MCFARLAND: Look, it's a brilliant foreign policy choice. Why? For three reasons.
One, you know, the biggest problem America faces, the biggest national security problem we face, according to the former Chairman of the Joint Chiefs of Staff is the economy. If we don't fix the economy, foreign policy is collateral damage. So first fix the economy. And people forget that my boss, Reagan, in the first Reagan term, Reagan fixed the economy. He didn't take down the Soviet Union until the second term. So first, fix the economy.
The second thing is, America's immediate problem in foreign policy is Israel and Iran. Now, the United States and Israel have to see eye to eye on how to deal with Iran. If they don't see eye to eye, than Israel could be tempted to go off on its own, start a war with Iran that they can't finish that we have to finish. The closest relationship is between Romney and Netanyahu. They've known each other for forty years. They are on the same page. They may not always agree, but they're on the same page. And, you know John, as far as who's the foreign minister of Kazakhstan, what Romney can do is appoint a blue ribbon committee of wise men. Get Henry Kissinger, who opened China, did the first Middle East negotiations. Get George Schultz, ended the Cold War. Get Jim Baker, won the first Iraq war. Have them be a wise men committee to vet whoever the foreign policy picks are for the Cabinet. So, no, this is a great foreign policy choice, because it shows that America can solve it's problems and we're back.

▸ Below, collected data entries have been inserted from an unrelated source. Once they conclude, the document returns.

//! Per-client rate limiting with token buckets.
//!
//! A requests-per-minute budget becomes a steady refill of `budget / 60`
//! tokens per second and a burst of `max(budget / 10, 1)`. Buckets are
//! created full on first sight of a client key. The bucket table is bounded
//! by `max_clients`; admitting a new client into a full table evicts the
//! bucket seen least recently.
//!
//! Known clients only touch their own `DashMap` shard. New clients are
//! admitted under a single lock that also owns a recency index ordered by
//! last-seen time. The index is refreshed lazily: an entry is re-filed at the
//! bucket's real last-seen time when it reaches the front, so eviction costs
//! `O(log n)` amortized instead of a table scan.

use crate::domain::config::RateLimitConfig;
use crate::domain::error::IngestError;
use crate::middleware::metrics::GatewayMetrics;
use axum::{
    body::Body,
    extract::ConnectInfo,
    http::{HeaderMap, Request},
    response::{IntoResponse, Response},
};
use dashmap::DashMap;
use parking_lot::Mutex;
use std::collections::BTreeSet;
use std::net::SocketAddr;
use std::sync::Arc;
use std::time::{Duration, Instant};
use tower::{Layer, Service};
use tracing::{debug, warn};

/// Key used when no client address can be determined.
pub const UNKNOWN_CLIENT: &str = "unknown";

/// Token bucket for a single client.
#[derive(Debug, Clone, PartialEq)]
pub struct TokenBucket {
    tokens: f64,
    capacity: f64,
    rate: f64,
    last_refill: Instant,
    last_seen: Instant,
}

impl TokenBucket {
    /// A full bucket.
    pub fn full(capacity: f64, rate: f64, now: Instant) -> Self {
        Self {
            tokens: capacity,
            capacity,
            rate,
            last_refill: now,
            last_seen: now,
        }
    }

    /// Add `elapsed * rate` tokens, capped at capacity.
    pub fn refill(&mut self, now: Instant) {
        let elapsed = now.saturating_duration_since(self.last_refill).as_secs_f64();
        self.tokens = (self.tokens + elapsed * self.rate).min(self.capacity);
        self.last_refill = now;
    }

    /// Refill, then take one whole token if there is one.
    pub fn try_consume(&mut self, now: Instant) -> bool {
        self.refill(now);
        self.last_seen = now;
        if self.tokens >= 1.0 {
            self.tokens -= 1.0;
            true
        } else {
            false
        }
    }

    /// Wait until one whole token is available, as of the last refill.
    pub fn time_until_available(&self) -> Duration {
        if self.tokens >= 1.0 {
            return Duration::ZERO;
        }
        if self.rate <= 0.0 {
            return Duration::MAX;
        }
        Duration::from_secs_f64((1.0 - self.tokens) / self.rate)
    }

    pub fn tokens(&self) -> f64 {
        self.tokens
    }

    pub fn last_seen(&self) -> Instant {
        self.last_seen
    }
}

/// A bucket plus the time it is filed under in the recency index.
struct Slot {
    bucket: TokenBucket,
    indexed_at: Instant,
}

/// Rate limiter state shared across requests
pub struct RateLimitState {
    /// Per-client token buckets
    buckets: DashMap<String, Slot>,
    /// `(indexed_at, client)`, one entry per bucket. Guards admission.
    recency: Mutex<BTreeSet<(Instant, String)>>,
    config: RateLimitConfig,
    metrics: Arc<GatewayMetrics>,
}

impl RateLimitState {
    pub fn new(config: RateLimitConfig, metrics: Arc<GatewayMetrics>) -> Self {
        Self {
            buckets: DashMap::new(),
            recency: Mutex::new(BTreeSet::new()),
            config,
            metrics,
        }
    }

    pub fn config(&self) -> &RateLimitConfig {
        &self.config
    }

    /// Admit or deny one request from `client_key`.
    pub fn allow(&self, client_key: &str) -> bool {
        self.check(client_key).is_ok()
    }

    /// Like [`allow`](Self::allow), reporting how long to wait on denial.
    pub fn check(&self, client_key: &str) -> Result<(), Duration> {
        self.check_at(client_key, Instant::now())
    }

    pub fn check_at(&self, client_key: &str, now: Instant) -> Result<(), Duration> {
        if !self.config.enabled {
            return Ok(());
        }

        if let Some(mut slot) = self.buckets.get_mut(client_key) {
            return self.consume(&mut slot.bucket, now);
        }
        self.admit(client_key, now)
    }

    /// First sight of `client_key`: make room and insert, atomically with
    /// respect to other admissions.
    fn admit(&self, client_key: &str, now: Instant) -> Result<(), Duration> {
        let mut recency = self.recency.lock();

        // Admitted by a concurrent request while we waited
        if let Some(mut slot) = self.buckets.get_mut(client_key) {
            drop(recency);
            return self.consume(&mut slot.bucket, now);
        }

        self.make_room(&mut recency, client_key);

        debug!(client = %client_key, "Creating new rate limit bucket");
        let mut bucket = TokenBucket::full(
            self.config.burst_capacity(),
            self.config.refill_rate(),
            now,
        );
        let verdict = self.consume(&mut bucket, now);
        recency.insert((now, client_key.to_string()));
        self.buckets.insert(
            client_key.to_string(),
            Slot {
                bucket,
                indexed_at: now,
            },
        );
        verdict
    }

    fn consume(&self, bucket: &mut TokenBucket, now: Instant) -> Result<(), Duration> {
        if bucket.try_consume(now) {
            Ok(())
        } else {
            self.metrics.record_rate_limit_rejection();
            Err(bucket.time_until_available())
        }
    }

    /// Evict least-recently-seen buckets until a new one fits.
    fn make_room(&self, recency: &mut BTreeSet<(Instant, String)>, incoming: &str) {
        while self.buckets.len() >= self.config.max_clients {
            let Some((filed_at, key)) = recency.pop_first() else {
                return;
            };

            let refiled = match self.buckets.get_mut(&key) {
                // Entry outlived its bucket
                None => continue,
                Some(slot) if slot.indexed_at != filed_at => continue,
                Some(mut slot) if slot.bucket.last_seen > filed_at => {
                    slot.indexed_at = slot.bucket.last_seen;
                    Some(slot.indexed_at)
                }
                Some(_) => None,
            };

            match refiled {
                // Seen since it was filed: move it to its real place
                Some(last_seen) => {
                    recency.insert((last_seen, key));
                }
                None => {
                    if self.buckets.remove(&key).is_some() {
                        debug!(evicted = %key, incoming = %incoming, "Evicting least recently seen bucket");
                        self.metrics.record_rate_limit_eviction();
                    }
                }
            }
        }
    }

    /// Drop buckets not seen within `max_age`.
    pub fn evict_idle(&self, max_age: Duration) -> usize {
        self.evict_idle_at(max_age, Instant::now())
    }

    pub fn evict_idle_at(&self, max_age: Duration, now: Instant) -> usize {
        let mut recency = self.recency.lock();
        let before = self.buckets.len();
        self.buckets.retain(|client, slot| {
            let age = now.saturating_duration_since(slot.bucket.last_seen);
            if age > max_age {
                debug!(client = %client, age_secs = age.as_secs(), "Removing stale rate limit bucket");
                recency.remove(&(slot.indexed_at, client.clone()));
                false
            } else {
                true
            }
        });
        before.saturating_sub(self.buckets.len())
    }

    /// Get number of tracked clients
    pub fn bucket_count(&self) -> usize {
        self.buckets.len()
    }
}

/// Rate limit layer
#[derive(Clone)]
pub struct RateLimitLayer {
    state: Arc<RateLimitState>,
}

impl RateLimitLayer {
    pub fn new(state: Arc<RateLimitState>) -> Self {
        Self { state }
    }

    pub fn state(&self) -> Arc<RateLimitState> {
        Arc::clone(&self.state)
    }
}

impl<S> Layer<S> for RateLimitLayer {
    type Service = RateLimitService<S>;

    fn layer(&self, inner: S) -> Self::Service {
        RateLimitService {
            inner,
            state: Arc::clone(&self.state),
        }
    }
}

/// Rate limit service
#[derive(Clone)]
pub struct RateLimitService<S> {
    inner: S,
    state: Arc<RateLimitState>,
}

impl<S> Service<Request<Body>> for RateLimitService<S>
where
    S: Service<Request<Body>, Response = Response> + Clone + Send + 'static,
    S::Future: Send,
{
    type Response = Response;
    type Error = S::Error;
    type Future = std::pin::Pin<
        Box<dyn std::future::Future<Output = Result<Self::Response, Self::Error>> + Send>,
    >;

    fn poll_ready(
        &mut self,
        cx: &mut std::task::Context<'_>,
    ) -> std::task::Poll<Result<(), Self::Error>> {
        self.inner.poll_ready(cx)
    }

    fn call(&mut self, req: Request<Body>) -> Self::Future {
        let state = Arc::clone(&self.state);
        let mut inner = self.inner.clone();

        Box::pin(async move {
            let peer = req
                .extensions()
                .get::<ConnectInfo<SocketAddr>>()
                .map(|info| info.0);
            let client = extract_client_key(req.headers(), peer);

            match state.check(&client) {
                Ok(()) => inner.call(req).await,
                Err(retry_after) => {
                    let retry_after_ms = retry_after.as_millis().min(u64::MAX as u128) as u64;
                    warn!(
                        client = %client,
                        path = %req.uri().path(),
                        retry_after_ms,
                        "Rate limit exceeded"
                    );
                    Ok(IngestError::RateLimited { retry_after_ms }.into_response())
                }
            }
        })
    }
}

/// Client identity for rate limiting.
///
/// First `X-Forwarded-For` entry, then `X-Real-IP`, then the socket peer.
pub fn extract_client_key(headers: &HeaderMap, peer: Option<SocketAddr>) -> String {
    let forwarded = headers
        .get("x-forwarded-for")
        .and_then(|h| h.to_str().ok())
        .and_then(|s| s.split(',').next())
        .map(str::trim)
        .filter(|s| !s.is_empty());
    if let Some(ip) = forwarded {
        return ip.to_string();
    }

    let real_ip = headers
        .get("x-real-ip")
        .and_then(|h| h.to_str().ok())
        .map(str::trim)
        .filter(|s| !s.is_empty());
    if let Some(ip) = real_ip {
        return ip.to_string();
    }

    match peer {
        Some(addr) => addr.ip().to_string(),
        None => UNKNOWN_CLIENT.to_string(),
    }
}

/// Background task to clean up idle rate limit buckets
pub async fn cleanup_task(state: Arc<RateLimitState>, interval: Duration, max_age: Duration) {
    let mut cleanup_interval = tokio::time::interval(interval);
    cleanup_interval.set_missed_tick_behavior(tokio::time::MissedTickBehavior::Skip);

    loop {
        cleanup_interval.tick().await;
        let removed = state.evict_idle(max_age);
        if removed > 0 {
            debug!(removed, remaining = state.bucket_count(), "Rate limit cleanup");
        }
    }
}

ROBERTS: Quick answer if I could ask you for it KT, this idea of American exceptionalism as well, in a talk before the Council on Foreign Relations, Paul Ryan said ?Obama (the President) doesn't think America is an exceptional nation. It's a shame he doesn't believe in American exceptionalism.? Is this idea of America being bigger than everybody else and stronger than everybody else really play into our national security going forward?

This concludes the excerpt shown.